Таких совпадений в восприятии много, и им невольно радуешься, но ведь это еще не всё. Профессиональный критик, в отличие от безответственного зрителя, призван сохранять тон беспристрастного судии, тон педагогический: никого понапрасну не обидеть, ровно и внятно указать на достоинства и недостатки, похвалить, поощрить, ободрить. Ему пристало быть строгим, но одновременно и великодушным, каждого вознаградить добрым словом, за всякую удачу порадоваться. А не то что облюбовать пришедшую на ум во время спектакля тощую идейку и под нее обрезать затем и режиссера и исполнителей. Да даже если театр постигает неудача, когда не небрежность, не халтура, а обман чувств или ошибка замысла, коренящаяся в «предрассудке любимой мысли», стоит отнестись к этому с уважением. Смелянский и дает пример такого отношения в своей книге. Ему мало понравилась «Ревизская сказка» в Театре на Таганке. Но он пытается проникнуть в замысел режиссера, прежде чем оценить его работу как неудачу. «Критик обязан, – справедливо замечает Смелянский, – видеть и понимать “закон” художника, прежде чем выносить “приговор”».

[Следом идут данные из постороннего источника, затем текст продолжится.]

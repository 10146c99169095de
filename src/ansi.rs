//! ANSI escape code processing
//!
//! Turns raw shell output into plain text suitable for substring search.
//! The sanitizer is incremental: `vte` keeps its parser state between
//! chunks, so an escape sequence or a UTF-8 code point split across two
//! reads is still handled as a unit.

use vte::{Params, Parser, Perform};

const BACKSPACE: u8 = 0x08;

/// Incremental ANSI/control sequence stripper
pub struct OutputSanitizer {
    parser: Parser,
    /// A `\r` arrived and nothing has followed it yet
    pending_cr: bool,
}

impl OutputSanitizer {
    /// Create a new sanitizer
    pub fn new() -> Self {
        Self {
            parser: Parser::new(),
            pending_cr: false,
        }
    }

    /// Sanitize one chunk into a fresh string
    pub fn sanitize(&mut self, bytes: &[u8]) -> String {
        let mut out = String::with_capacity(bytes.len());
        self.sanitize_into(bytes, &mut out);
        out
    }

    /// Sanitize one chunk, appending to `out`
    ///
    /// Backspaces erase characters already present in `out` as long as they
    /// are on the current line, so the caller should pass the cumulative
    /// buffer when it has one. The same goes for the space readline prints
    /// before the `\r` that wraps a long command line.
    ///
    /// Returns the shortest length `out` had during the call; everything
    /// before it is unchanged.
    pub fn sanitize_into(&mut self, bytes: &[u8], out: &mut String) -> usize {
        let mut collector = PlainText {
            low_water: out.len(),
            out,
            pending_cr: &mut self.pending_cr,
        };
        self.parser.advance(&mut collector, bytes);
        collector.low_water
    }

    /// Drop any partially parsed sequence
    pub fn reset(&mut self) {
        self.parser = Parser::new();
        self.pending_cr = false;
    }
}

impl Default for OutputSanitizer {
    fn default() -> Self {
        Self::new()
    }
}

/// `vte` performer that keeps printable text only
struct PlainText<'a> {
    out: &'a mut String,
    pending_cr: &'a mut bool,
    low_water: usize,
}

impl PlainText<'_> {
    fn pop(&mut self) {
        self.out.pop();
        self.low_water = self.low_water.min(self.out.len());
    }
}

impl Perform for PlainText<'_> {
    fn print(&mut self, c: char) {
        // ` \r` followed by more text on the same line is an autowrap
        if std::mem::take(self.pending_cr) && self.out.ends_with(' ') {
            self.pop();
        }
        self.out.push(c);
    }

    fn execute(&mut self, byte: u8) {
        if byte == b'\r' {
            *self.pending_cr = true;
            return;
        }
        *self.pending_cr = false;

        match byte {
            b'\n' => self.out.push('\n'),
            b'\t' => self.out.push('\t'),
            BACKSPACE => {
                if self.out.chars().next_back().is_some_and(|c| c != '\n') {
                    self.pop();
                }
            }
            // BEL and the remaining C0 controls carry no text
            _ => {}
        }
    }

    fn csi_dispatch(
        &mut self,
        _params: &Params,
        _intermediates: &[u8],
        _ignore: bool,
        _action: char,
    ) {
    }

    fn osc_dispatch(&mut self, _params: &[&[u8]], _bell_terminated: bool) {}

    fn esc_dispatch(&mut self, _intermediates: &[u8], _ignore: bool, _byte: u8) {}
}

/// Strip ANSI escape sequences and control characters from a complete string
pub fn strip_ansi(text: &str) -> String {
    OutputSanitizer::new().sanitize(text.as_bytes())
}
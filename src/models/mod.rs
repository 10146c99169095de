//! Core data models for shellbridge
//!
//! The shell session owned by the lifecycle manager, the in-flight command
//! execution tracked by the completion detector, and the shell flavors.

pub mod command_execution;
pub mod shell_session;
pub mod shell_type;

// Re-exports for convenience
pub use command_execution::{
    CommandExecution, CompletionSignal, ExecutionKind, ExecutionState, OutputBuffer,
};
pub use shell_session::{SessionState, ShellSession};
pub use shell_type::ShellType;
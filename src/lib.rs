//! shellbridge - drive an interactive shell over a raw byte stream
//!
//! This library runs commands in a persistent, human-visible shell and
//! reads their output back, even though the only connection to the shell is
//! an unframed byte stream full of ANSI escapes that a terminal emulator is
//! rendering at the same time.
//!
//! ## Features
//!
//! - **Completion detection:** An invisible per-session sentinel emitted after every prompt
//! - **Output capture:** Text between the command's echo and the next prompt, with truncation
//! - **Interrupts:** Interrupt-and-drain before every foreground command
//! - **Directory tracking:** Cached working directory with staged recovery
//! - **Shell flavors:** bash, zsh, fish and PowerShell through a profile table
//!
//! ## Module Organization
//!
//! - [`protocol`] - Sentinel installation, completion detection, extraction, sessions
//! - [`pty`] - Byte channel traits, the `portable-pty` implementation, session events
//! - [`terminal`] - Terminal emulator boundary, line scrollback, prompt heuristics
//! - [`ansi`] - Incremental escape sequence stripping
//! - [`models`] - Session and execution state
//! - [`config`] - Configuration loading and validation
//! - [`mod@error`] - Error types and Result aliases
//!
//! ## Quick Start
//!
//! ```no_run
//! use shellbridge::{ExecuteOptions, ShellSessionManager};
//!
//! # async fn run() -> shellbridge::Result<()> {
//! let config = shellbridge::init()?;
//! let manager = ShellSessionManager::with_pty(config);
//! manager.create_shell_session().await?;
//!
//! let output = manager
//!     .execute_shell_command("ls -la", ExecuteOptions::default())
//!     .await?;
//! println!("{}", output);
//! # Ok(())
//! # }
//! ```
//!
//! ## Architecture
//!
//! - **PTY Reader/Writer Threads:** Blocking PTY I/O, bridged with `tokio::mpsc`
//! - **Pump Task:** Feeds each output chunk to the emulator, the detector and subscribers
//! - **Callers:** Serialized by the session lock; background dispatches bypass it

#[macro_use]
extern crate tracing;

pub mod ansi;
pub mod config;
pub mod error;
pub mod models;
pub mod protocol;
pub mod pty;
pub mod terminal;

pub use config::loader::ConfigLoader;
pub use config::Config;
pub use error::{Error, Result};
pub use models::{SessionState, ShellType};
pub use protocol::{ExecuteOptions, Sentinel, ShellSessionManager};
pub use pty::{PtySpawner, SessionEvent};
pub use terminal::{ScrollbackBuffer, TerminalEmulator};

/// The current version of shellbridge from Cargo.toml
pub const VERSION: &str = env!("CARGO_PKG_VERSION");

/// The library name from Cargo.toml
pub const NAME: &str = env!("CARGO_PKG_NAME");

/// Load configuration from the default locations
///
/// Falls back to defaults when no file is found or it cannot be loaded; an
/// invalid configuration is an error.
pub fn init() -> Result<Config> {
    info!("Initializing {} v{}", NAME, VERSION);

    let config = match ConfigLoader::load() {
        Ok(config) => config,
        Err(e) => {
            warn!("Failed to load configuration: {}. Using defaults", e);
            Config::default()
        }
    };

    config.validate()?;
    Ok(config)
}

/// Load configuration from `config_path`
///
/// # Errors
///
/// Returns an error if the file is missing, unparsable or invalid.
pub fn init_with_config(config_path: &std::path::Path) -> Result<Config> {
    info!(
        "Initializing {} v{} with config: {}",
        NAME,
        VERSION,
        config_path.display()
    );

    if !config_path.exists() {
        return Err(Error::ConfigLoadFailed {
            path: config_path.to_path_buf(),
            reason: "Configuration file does not exist".to_string(),
        });
    }

    let config = ConfigLoader::load_from_path(config_path)?;
    config.validate()?;
    Ok(config)
}

/// Human-readable explanation of a startup failure
pub fn handle_startup_error(error: &Error) -> String {
    match error {
        Error::ConfigLoadFailed { path, reason } => {
            format!(
                "Configuration Error: Failed to load config from '{}': {}\n\nTry:\n• Check configuration file syntax\n• Ensure file permissions are correct",
                path.display(),
                reason
            )
        }
        Error::ConfigParseFailed { format, reason } => {
            format!(
                "Configuration Error: Failed to parse {} config: {}",
                format, reason
            )
        }
        Error::ConfigValidationFailed { field, reason } => {
            format!(
                "Configuration Error: Validation failed for '{}': {}",
                field, reason
            )
        }
        Error::PtyCreationFailed { command, reason } => {
            format!(
                "Shell Error: Could not start '{}': {}\n\nTry:\n• Pass --shell with the full path of an installed shell",
                command, reason
            )
        }
        _ => {
            format!(
                "Unexpected Error: {}\n\nPlease report this issue with debug logs enabled",
                error
            )
        }
    }
}
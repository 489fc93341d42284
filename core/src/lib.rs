//! life-core: Conway's Game of Life simulation engine.
//!
//! The engine owns the grid and the stepping schedule. Everything that
//! draws cells or collects user input lives outside this crate and talks
//! to it through `Command` and `SimSnapshot`.

pub mod clock;
pub mod command;
pub mod config;
pub mod engine;
pub mod error;
pub mod grid;
pub mod rng;
pub mod scheduler;
pub mod snapshot;
pub mod step;
pub mod types;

Конечно, всегда надо пытаться понять художника. Но как это осуществить, не теряя честности перед собой, если тебе решительно не нравится его создание? Надо ли делать попытки насилия над собой, своим вкусом, сознанием, совестью? Не грозит ли робкому критику принуждение себя к покорности, незаметная подделка под чужой художественный вкус?
Конечно, театральный критик, приглашаемый с почетом в дни премьер в первые ряды кресел партера, призван быть другом театра. Но дружба – дело добровольное и взаимное, и как только становится принужденностью, этикетным обязательством, легко рассыпается в прах.
Преимущество взгляда автора, близко, изнутри знающего театральное дело и участвующего живым лицом в театральном процессе, есть, по жизненной диалектике, и некоторая слабость его как арбитра в мире сцены. Он должен быть объективен, не дать повода к упрекам в исключительных симпатиях к «своему» театру. Ему пристала мантия Аристарха, слывшего в древности образцом беспристрастия; его душевные влечения и сердечные симпатии должны быть если не спрятаны, то притенены; он призван сохранять во всем спокойную объективность… Да, но тогда и жара страсти нет.
Смелянский обладает подкупающим чувством спокойной объективности. Он радуется в искусстве всему хорошему – без различия театральной географии, администрации и репутации. В этом его похвальная «всеядность». Вкусы его широки, он впускает в душу множество впечатлений, хотя, как можно догадаться, удерживает у сердца немногие.
Но иногда он отступает перед возможностью более решительного суда, уравновешивает плюсы и минусы не только из понятного чувства справедливости, но как бы робея высказать суждение более страстно, бескомпромиссно. Читатель же хочет видеть в критике человека сражающегося, идущего навстречу опасности, готового пойти за свои убеждения и театральные привязанности хотя бы, как герой Рабле, «вплоть до костра исключительно». Даже перехлесты и крайности легче прощаются тому, кто, как Белинский в своих театральных статьях, захвачен порывом яростного увлечения или ниспровержения кумиров.